Indeed, intolerance is essential only to monotheism; an only God is by nature a jealous God who will not allow another to live. On the other hand, polytheistic gods are naturally tolerant, they live and let live.
A man can be himself only so long as he is alone; and if he does not love solitude, he will not love freedom; for it is only when he is alone that he is really free.
As the strata of the earth preserve in succession the living creatures of past epochs, so the shelves of libraries preserve in succession the errors of the past and their expositions, which like the former were very lively and made a great commotion in their own age but now stand petrified and stiff in a place where only the literary palaeontologist regards them.
Newspapers are the second hand of history. This hand, however, is usually not only of inferior metal to the other hands, it also seldom works properly.
Happiness belongs to those who are sufficient unto themselves. For all external sources of happiness and pleasure are, by their very nature, highly uncertain, precarious, ephemeral and subject to chance.
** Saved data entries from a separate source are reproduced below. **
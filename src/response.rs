//! Parsed representation of a single line.

#[cfg(feature = "serde")]
use serde::{Deserialize, Serialize};

/// A parsed IMAP line.
#[cfg_attr(feature = "serde", derive(Serialize, Deserialize))]
#[derive(Clone, Debug, Eq, PartialEq)]
pub struct Response {
    /// The tag, or the sentinels `*` (untagged) and `+` (continuation).
    pub tag: String,
    /// Command name, with the casing as received. Empty iff `tag` is `+`.
    pub command: String,
    /// Parsed attributes. Empty when the line carried none.
    pub attributes: Vec<Attribute>,
    /// Number of leading NUL bytes stripped before parsing.
    ///
    /// Some Exchange versions prefix responses with NUL bytes; they are
    /// removed and counted rather than rejected.
    pub null_bytes_removed: usize,
}

/// A single attribute of a parsed line.
#[cfg_attr(feature = "serde", derive(Serialize, Deserialize))]
#[derive(Clone, Debug, Eq, PartialEq)]
pub enum Attribute {
    /// The atom `NIL`.
    Nil,
    /// A bare identifier token.
    Atom {
        value: String,
        /// The bracketed group attached to this atom, e.g. `BODY[HEADER]`.
        section: Option<Vec<Attribute>>,
        /// The `<offset.length>` range attached to this atom.
        partial: Option<(u64, u64)>,
    },
    /// A quoted string, with escapes resolved.
    String { value: String },
    /// A literal payload.
    Literal { value: LiteralValue },
    /// A sequence-set token such as `1:4,7,*`.
    Sequence { value: String },
    /// A parenthesised group.
    List(Vec<Attribute>),
    /// The human-readable tail of a status response.
    Text { value: String },
}

impl Attribute {
    /// A plain atom without section or partial range.
    pub fn atom<V>(value: V) -> Self
    where
        V: Into<String>,
    {
        Self::Atom {
            value: value.into(),
            section: None,
            partial: None,
        }
    }
}

/// Payload of a literal.
///
/// The payload stays raw when the enclosing command is `APPEND` (message
/// bodies must survive byte-for-byte); everywhere else it is decoded as
/// 8-bit text.
#[cfg_attr(feature = "serde", derive(Serialize, Deserialize))]
#[derive(Clone, Debug, Eq, PartialEq)]
pub enum LiteralValue {
    Binary(Vec<u8>),
    Text(String),
}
Malebranche teaches that we see all things in God himself. This is certainly equivalent to explaining something unknown by something even more unknown. Moreover, according to him, we see not only all things in God, but God is also the sole activity therein, so that physical causes are so only apparently; they are merely occasional causes. ( Recherches de la vérité , Livre VI, seconde partie, chap. 3.) And so here we have essentially the pantheism of Spinoza who appears to have learned more from Malebranche than from Descartes.